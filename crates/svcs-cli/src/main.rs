//! `svcs-cli` – SpatialVCS Command Line Interface
//!
//! This binary is the operator's entry point to the fusion engine.  It:
//!
//! 1. Loads `~/.spatialvcs/config.toml`, writing the defaults on first run.
//! 2. Opens the persisted semantic index and wires the engine to the replay
//!    collaborators.
//! 3. Either replays a capture and exits (`svcs replay <capture.jsonl>`) or
//!    drops the user into an **interactive REPL** with slash-commands.
//! 4. Intercepts **Ctrl-C** to publish a shutdown alert, save the index and
//!    exit.

mod config;
mod repl;
mod replay;

use colored::Colorize;
use std::path::{Path, PathBuf};
use std::sync::Arc;
use std::sync::atomic::{AtomicBool, Ordering};
use tracing::{error, warn};

use svcs_memory::{HashingEmbedder, SemanticIndex};
use svcs_middleware::{EventBus, Topic};
use svcs_runtime::FusionEngine;
use svcs_types::EventPayload;

use crate::replay::{ReplayDeck, ReplayDescriber, ReplayDetector};

fn main() {
    // ── Structured logging ────────────────────────────────────────────────
    // RUST_LOG filters (default "info"); SVCS_LOG_FORMAT=json switches to
    // JSON lines; OTEL_EXPORTER_OTLP_ENDPOINT enables span export.
    let _telemetry = svcs_runtime::init_tracing("svcs-cli");

    print_banner();

    // ── Configuration ─────────────────────────────────────────────────────
    let cfg = match config::load() {
        Ok(Some(cfg)) => {
            println!(
                "  Config loaded from {}",
                config::config_path().display().to_string().bold()
            );
            cfg
        }
        Ok(None) => {
            let mut cfg = config::Config::default();
            config::apply_env_overrides(&mut cfg);
            match config::save(&cfg) {
                Ok(()) => println!(
                    "  {} Default config written to {}",
                    "✓".green().bold(),
                    config::config_path().display().to_string().bold()
                ),
                Err(e) => println!("{}: {}", "Error saving config".red(), e),
            }
            cfg
        }
        Err(e) => {
            println!("{}: {}", "Config error".red(), e);
            println!("  Using default configuration.");
            config::Config::default()
        }
    };

    // ── Engine ────────────────────────────────────────────────────────────
    let index = Arc::new(SemanticIndex::open(
        &cfg.index_path,
        Some(Arc::new(HashingEmbedder::default())),
    ));
    match index.unavailable_reason() {
        None => println!(
            "  Semantic index {} ({} observation(s))",
            "ready".green(),
            index.len()
        ),
        Some(reason) => println!(
            "  Semantic index {} – {}",
            "unavailable".red(),
            reason.dimmed()
        ),
    }

    let deck = ReplayDeck::default();
    let bus = EventBus::new(cfg.bus_capacity);
    let engine = match FusionEngine::new(
        cfg.engine.clone(),
        Arc::new(ReplayDetector::new(deck.clone())),
        index,
        bus,
    ) {
        Ok(engine) => Arc::new(engine.with_describer(Arc::new(ReplayDescriber::new(deck.clone())))),
        Err(e) => {
            error!(error = %e, "engine configuration rejected");
            println!("{}: {}", "Engine error".red(), e);
            std::process::exit(1);
        }
    };

    let rt = match tokio::runtime::Runtime::new() {
        Ok(rt) => rt,
        Err(e) => {
            println!("{}: {}", "Failed to start async runtime".red(), e);
            std::process::exit(1);
        }
    };

    // ── Shared shutdown flag ──────────────────────────────────────────────
    let shutdown = Arc::new(AtomicBool::new(false));
    let shutdown_clone = shutdown.clone();
    let engine_ctrlc = engine.clone();

    // ── Ctrl-C handler ────────────────────────────────────────────────────
    if let Err(e) = ctrlc::set_handler(move || {
        println!();
        println!("{}", "⚠  Ctrl-C received – shutting down …".yellow().bold());

        engine_ctrlc.publish(
            Topic::SystemAlerts,
            "svcs-cli",
            EventPayload::SystemAlert {
                component: "cli".to_string(),
                message: "SHUTDOWN: operator Ctrl-C".to_string(),
            },
        );
        match engine_ctrlc.save_index() {
            Ok(()) => println!("{}", "  ✓ Semantic index saved.".green()),
            Err(e) => println!("  {}: {}", "Index not saved".red(), e),
        }
        println!("{}", "  ✓ Exiting SpatialVCS.".green());

        shutdown_clone.store(true, Ordering::SeqCst);
        std::process::exit(130);
    }) {
        warn!(error = %e, "Failed to install Ctrl-C handler; the index will not be saved on Ctrl-C");
    }

    // ── One-shot replay ───────────────────────────────────────────────────
    if let Some(capture) = replay_argument(std::env::args().skip(1)) {
        run_replay(&engine, &deck, &rt, &capture);
        return;
    }

    println!();
    println!("  Type {} for a list of commands.\n", "/help".bold().cyan());

    // ── Interactive REPL ──────────────────────────────────────────────────
    repl::run(engine, deck, &rt, shutdown);
}

/// The capture path of `svcs replay <capture.jsonl>`, if given.
fn replay_argument(mut args: impl Iterator<Item = String>) -> Option<PathBuf> {
    match (args.next().as_deref(), args.next()) {
        (Some("replay"), Some(path)) => Some(PathBuf::from(path)),
        _ => None,
    }
}

fn run_replay(engine: &Arc<FusionEngine>, deck: &ReplayDeck, rt: &tokio::runtime::Runtime, capture: &Path) {
    println!("  Replaying {} …", capture.display().to_string().bold());
    match rt.block_on(replay::replay_file(engine, deck, capture)) {
        Ok(report) => {
            println!(
                "  {} {} frame(s) from {} probe(s); {} failed, {} line(s) skipped.",
                "✓".green().bold(),
                report.frames,
                report.probes,
                report.failed,
                report.skipped_lines
            );
            if let Err(e) = engine.save_index() {
                println!("  {}: {}", "Index not saved".red(), e);
            }
        }
        Err(e) => {
            println!("{}: {}", "Replay failed".red(), e);
            std::process::exit(1);
        }
    }
}

// ─────────────────────────────────────────────────────────────────────────────
// Banner
// ─────────────────────────────────────────────────────────────────────────────

fn print_banner() {
    println!();
    println!("{}", r#"   _____            __  _       ___    ___________"#.bold().cyan());
    println!("{}", r#"  / ___/____  ___ _/ /_(_)__ _ | | /| / / ___/ __/"#.bold().cyan());
    println!("{}", r#" _\ \/ __ \/ _ `/ __/ / _ `/ | |/ |/ / /___\ \  "#.bold().cyan());
    println!("{}", r#"/___/ .__/\_,_/\__/_/\_,_/  |__/|__/\___/___/  "#.bold().cyan());
    println!("{}", r#"   /_/                                          "#.bold().cyan());
    println!();
    println!(
        "  {} {}",
        "SpatialVCS".bold(),
        format!("v{}", env!("CARGO_PKG_VERSION")).dimmed()
    );
    println!("  Spatial Object Fusion & Tracking Engine");
    println!();
}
^^^^
Problem to solve
From the first line to the last, copy the records without alteration.

Exercise result
filename crates/svcs-cli/src/main.rs
//! `svcs-cli` – SpatialVCS Command Line Interface
//!
//! This binary is the operator's entry point to the fusion engine.  It:
//!
//! 1. Loads `~/.spatialvcs/config.toml`, writing the defaults on first run.
//! 2. Opens the persisted semantic index and wires the engine to the replay
//!    collaborators.
//! 3. Either replays a capture and exits (`svcs replay <capture.jsonl>`) or
//!    drops the user into an **interactive REPL** with slash-commands.
//! 4. Intercepts **Ctrl-C** to publish a shutdown alert, save the index and
//!    exit.

mod config;
mod repl;
mod replay;

use colored::Colorize;
use std::path::{Path, PathBuf};
use std::sync::Arc;
use std::sync::atomic::{AtomicBool, Ordering};
use tracing::{error, warn};

use svcs_memory::{HashingEmbedder, SemanticIndex};
use svcs_middleware::{EventBus, Topic};
use svcs_runtime::FusionEngine;
use svcs_types::EventPayload;

use crate::replay::{ReplayDeck, ReplayDescriber, ReplayDetector};

fn main() {
    // ── Structured logging ────────────────────────────────────────────────
    // RUST_LOG filters (default "info"); SVCS_LOG_FORMAT=json switches to
    // JSON lines; OTEL_EXPORTER_OTLP_ENDPOINT enables span export.
    let _telemetry = svcs_runtime::init_tracing("svcs-cli");

    print_banner();

    // ── Configuration ─────────────────────────────────────────────────────
    let cfg = match config::load() {
        Ok(Some(cfg)) => {
            println!(
                "  Config loaded from {}",
                config::config_path().display().to_string().bold()
            );
            cfg
        }
        Ok(None) => {
            let mut cfg = config::Config::default();
            config::apply_env_overrides(&mut cfg);
            match config::save(&cfg) {
                Ok(()) => println!(
                    "  {} Default config written to {}",
                    "✓".green().bold(),
                    config::config_path().display().to_string().bold()
                ),
                Err(e) => println!("{}: {}", "Error saving config".red(), e),
            }
            cfg
        }
        Err(e) => {
            println!("{}: {}", "Config error".red(), e);
            println!("  Using default configuration.");
            config::Config::default()
        }
    };

    // ── Engine ────────────────────────────────────────────────────────────
    let index = Arc::new(SemanticIndex::open(
        &cfg.index_path,
        Some(Arc::new(HashingEmbedder::default())),
    ));
    match index.unavailable_reason() {
        None => println!(
            "  Semantic index {} ({} observation(s))",
            "ready".green(),
            index.len()
        ),
        Some(reason) => println!(
            "  Semantic index {} – {}",
            "unavailable".red(),
            reason.dimmed()
        ),
    }

    let deck = ReplayDeck::default();
    let bus = EventBus::new(cfg.bus_capacity);
    let engine = match FusionEngine::new(
        cfg.engine.clone(),
        Arc::new(ReplayDetector::new(deck.clone())),
        index,
        bus,
    ) {
        Ok(engine) => Arc::new(engine.with_describer(Arc::new(ReplayDescriber::new(deck.clone())))),
        Err(e) => {
            error!(error = %e, "engine configuration rejected");
            println!("{}: {}", "Engine error".red(), e);
            std::process::exit(1);
        }
    };

    let rt = match tokio::runtime::Runtime::new() {
        Ok(rt) => rt,
        Err(e) => {
            println!("{}: {}", "Failed to start async runtime".red(), e);
            std::process::exit(1);
        }
    };

    // ── Shared shutdown flag ──────────────────────────────────────────────
    let shutdown = Arc::new(AtomicBool::new(false));
    let shutdown_clone = shutdown.clone();
    let engine_ctrlc = engine.clone();

    // ── Ctrl-C handler ────────────────────────────────────────────────────
    if let Err(e) = ctrlc::set_handler(move || {
        println!();
        println!("{}", "⚠  Ctrl-C received – shutting down …".yellow().bold());

        engine_ctrlc.publish(
            Topic::SystemAlerts,
            "svcs-cli",
            EventPayload::SystemAlert {
                component: "cli".to_string(),
                message: "SHUTDOWN: operator Ctrl-C".to_string(),
            },
        );
        match engine_ctrlc.save_index() {
            Ok(()) => println!("{}", "  ✓ Semantic index saved.".green()),
            Err(e) => println!("  {}: {}", "Index not saved".red(), e),
        }
        println!("{}", "  ✓ Exiting SpatialVCS.".green());

        shutdown_clone.store(true, Ordering::SeqCst);
        std::process::exit(130);
    }) {
        warn!(error = %e, "Failed to install Ctrl-C handler; the index will not be saved on Ctrl-C");
    }

    // ── One-shot replay ───────────────────────────────────────────────────
    if let Some(capture) = replay_argument(std::env::args().skip(1)) {
        run_replay(&engine, &deck, &rt, &capture);
        return;
    }

    println!();
    println!("  Type {} for a list of commands.\n", "/help".bold().cyan());

    // ── Interactive REPL ──────────────────────────────────────────────────
    repl::run(engine, deck, &rt, shutdown);
}

/// The capture path of `svcs replay <capture.jsonl>`, if given.
fn replay_argument(mut args: impl Iterator<Item = String>) -> Option<PathBuf> {
    match (args.next().as_deref(), args.next()) {
        (Some("replay"), Some(path)) => Some(PathBuf::from(path)),
        _ => None,
    }
}

fn run_replay(engine: &Arc<FusionEngine>, deck: &ReplayDeck, rt: &tokio::runtime::Runtime, capture: &Path) {
    println!("  Replaying {} …", capture.display().to_string().bold());
    match rt.block_on(replay::replay_file(engine, deck, capture)) {
        Ok(report) => {
            println!(
                "  {} {} frame(s) from {} probe(s); {} failed, {} line(s) skipped.",
                "✓".green().bold(),
                report.frames,
                report.probes,
                report.failed,
                report.skipped_lines
            );
            if let Err(e) = engine.save_index() {
                println!("  {}: {}", "Index not saved".red(), e);
            }
        }
        Err(e) => {
            println!("{}: {}", "Replay failed".red(), e);
            std::process::exit(1);
        }
    }
}

// ─────────────────────────────────────────────────────────────────────────────
// Banner
// ─────────────────────────────────────────────────────────────────────────────

fn print_banner() {
    println!();
    println!("{}", r#"   _____            __  _       ___    ___________"#.bold().cyan());
    println!("{}", r#"  / ___/____  ___ _/ /_(_)__ _ | | /| / / ___/ __/"#.bold().cyan());
    println!("{}", r#" _\ \/ __ \/ _ `/ __/ / _ `/ | |/ |/ / /___\ \  "#.bold().cyan());
    println!("{}", r#"/___/ .__/\_,_/\__/_/\_,_/  |__/|__/\___/___/  "#.bold().cyan());
    println!("{}", r#"   /_/                                          "#.bold().cyan());
    println!();
    println!(
        "  {} {}",
        "SpatialVCS".bold(),
        format!("v{}", env!("CARGO_PKG_VERSION")).dimmed()
    );
    println!("  Spatial Object Fusion & Tracking Engine");
    println!();
}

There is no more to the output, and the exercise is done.